In un momento delicato, nel quale si sta discutendo all’Aran la parte normativa del contratto, sarebbe opportuno e utile prima chiudere le partite in atto, valorizzare l’esistente, sburocratizzare le scuole e il personale da inutili produzioni cartacee, offrire garanzie di stabilità al personale precario, sciogliere i vincoli professionali e territoriali, costruire percorsi professionali aderenti alle diverse figure della comunità scolastica. Come si diventa tutor, chi lo decide, con quali compiti, quali criteri, quale retribuzione? Ci dichiareremo contrari o d’accordo dopo aver conosciuto i dettagli del progetto attraverso un confronto preventivo.

Per quanto riguarda la violenza nei confronti dei docenti e del personale scolastico, pensa che il Ministero e il Governo si stiano muovendo nella direzione giusta?

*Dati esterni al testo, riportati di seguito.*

//! TOP / LIMIT: caps the total number of items returned across batches.

use std::collections::BTreeMap;
use std::fmt;
use std::future::Future;
use std::str::FromStr;

use crate::errors::{QueryError, QueryResult};
use crate::observability::{log_event_with_fields, Event, Logger};

use super::batch::{QueryMetrics, ResultBatch};
use super::cancellation::CancellationToken;
use super::component::{BoxedComponent, DrainFuture, QueryComponent};
use super::continuation::{ContinuationToken, TokenField};

/// Which clause produced the cap. Only the token field name differs.
#[derive(Debug, Clone, Copy, PartialEq, Eq)]
pub enum LimitFlavor {
    /// `LIMIT n`
    Limit,
    /// `TOP n`
    Top,
}

impl LimitFlavor {
    fn token_field(&self) -> TokenField {
        match self {
            LimitFlavor::Limit => TokenField::Limit,
            LimitFlavor::Top => TokenField::Top,
        }
    }

    /// Returns the string representation
    pub fn as_str(&self) -> &'static str {
        self.token_field().as_str()
    }
}

impl fmt::Display for LimitFlavor {
    fn fmt(&self, f: &mut fmt::Formatter<'_>) -> fmt::Result {
        write!(f, "{}", self.as_str())
    }
}

impl FromStr for LimitFlavor {
    type Err = QueryError;

    fn from_str(s: &str) -> Result<Self, Self::Err> {
        match s.to_ascii_lowercase().as_str() {
            "limit" => Ok(LimitFlavor::Limit),
            "top" => Ok(LimitFlavor::Top),
            _ => Err(QueryError::invariant_violation(format!(
                "unknown limit flavor '{}'",
                s
            ))),
        }
    }
}

/// Returns at most `count` items of its source.
pub struct TakeComponent {
    source: BoxedComponent,
    flavor: LimitFlavor,
    take_count: u64,
}

impl TakeComponent {
    /// Build the component, resuming from `continuation` if given.
    ///
    /// Validation matches [`SkipComponent::create`](super::SkipComponent::create):
    /// the token must decode and its remaining count may not exceed `count`.
    pub async fn create<F, Fut>(
        flavor: LimitFlavor,
        count: u64,
        continuation: Option<&str>,
        source_factory: F,
    ) -> QueryResult<Self>
    where
        F: FnOnce(Option<String>) -> Fut,
        Fut: Future<Output = QueryResult<BoxedComponent>>,
    {
        let token = ContinuationToken::resume(continuation, flavor.token_field(), count)?;
        let source = source_factory(token.source_token).await?;
        Ok(Self {
            source,
            flavor,
            take_count: token.remaining,
        })
    }

    /// Items still allowed
    pub fn remaining(&self) -> u64 {
        self.take_count
    }

    pub fn flavor(&self) -> LimitFlavor {
        self.flavor
    }
}

impl QueryComponent for TakeComponent {
    fn is_done(&self) -> bool {
        self.take_count == 0 || self.source.is_done()
    }

    fn drain<'a>(
        &'a mut self,
        max_elements: usize,
        cancellation: &'a CancellationToken,
    ) -> DrainFuture<'a> {
        Box::pin(async move {
            cancellation.check()?;
            if self.take_count == 0 {
                return Ok(ResultBatch::empty());
            }

            let mut batch = self.source.drain(max_elements, cancellation).await?;

            let kept = batch.items.len().min(self.take_count as usize);
            batch.items.truncate(kept);
            self.take_count -= kept as u64;

            if !batch.disallow_continuation {
                batch.continuation = if self.is_done() {
                    None
                } else {
                    let token = ContinuationToken::new(self.take_count, batch.continuation.take());
                    Some(token.encode(self.flavor.token_field()))
                };
            }

            if Logger::enabled(Event::BatchDrained.severity()) {
                let remaining = self.take_count.to_string();
                let kept = kept.to_string();
                log_event_with_fields(
                    Event::BatchDrained,
                    &[
                        ("component", self.flavor.as_str()),
                        ("kept", kept.as_str()),
                        ("remaining", remaining.as_str()),
                    ],
                );
            }
            Ok(batch)
        })
    }

    fn stop(&mut self) {
        self.source.stop();
    }

    fn query_metrics(&self) -> BTreeMap<String, QueryMetrics> {
        self.source.query_metrics()
    }

    fn dispose(&mut self) {
        self.source.dispose();
    }
}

Il ministero ha disposto una circolare nella quale si chiama in causa l’Avvocatura dello Stato. In una procedura, che andrà resa concreta dalle scuole, si definisce un percorso che parte dalla segnalazione del dirigente, passa dall’Ufficio scolastico regionale e arriva all’organo di consulenza giuridica. Un provvedimento cornice che ora passa alla prova dei fatti. Sullo stesso tema il Senato ha avviato la scorsa settimana una serie di audizioni. E’ in quella sede che abbiamo ribadito quello che ripetiamo da tempo: la scuola riparte se si mette a punto un piano complessivo. Serve un provvedimento organico, per pensare oggi, la scuola dei prossimi anni. In audizione abbiamo proposto delle linee di intervento: rafforzare ruolo insegnanti; accrescere il dialogo con i genitori; rivedere le regole della partecipazione (Organi collegiali); dare valore al lavoro che si fa a scuola; ridisegnare le regole del linguaggio pubblico.

Questo porta a considerazioni strutturali rivolte al futuro. Come ripensare la scuola dunque?

È necessario ripensare la scuola in questo momento storico ed al ruolo che occupa nella società. Il suo ruolo è quello di istruire gli alunni, di insegnare loro a pensare ed aiutarli ad inserirsi nella società in cui vivono. È  il luogo primo e privilegiato per la costruzione dell’eguaglianza sociale al di fuori di qualsiasi meccanismo competitivo e di mercato. Contro gli episodi di violenza bisogna intervenire creando comunità con i ragazzi e coinvolgendo le famiglie, che spesso sono l’anello debole della catena. Gli studenti non sono numeri. La mancata realizzazione di questi obiettivi è una sconfitta collettiva, il venir meno del ruolo della scuola è perdita di un diritto fondamentale della persona.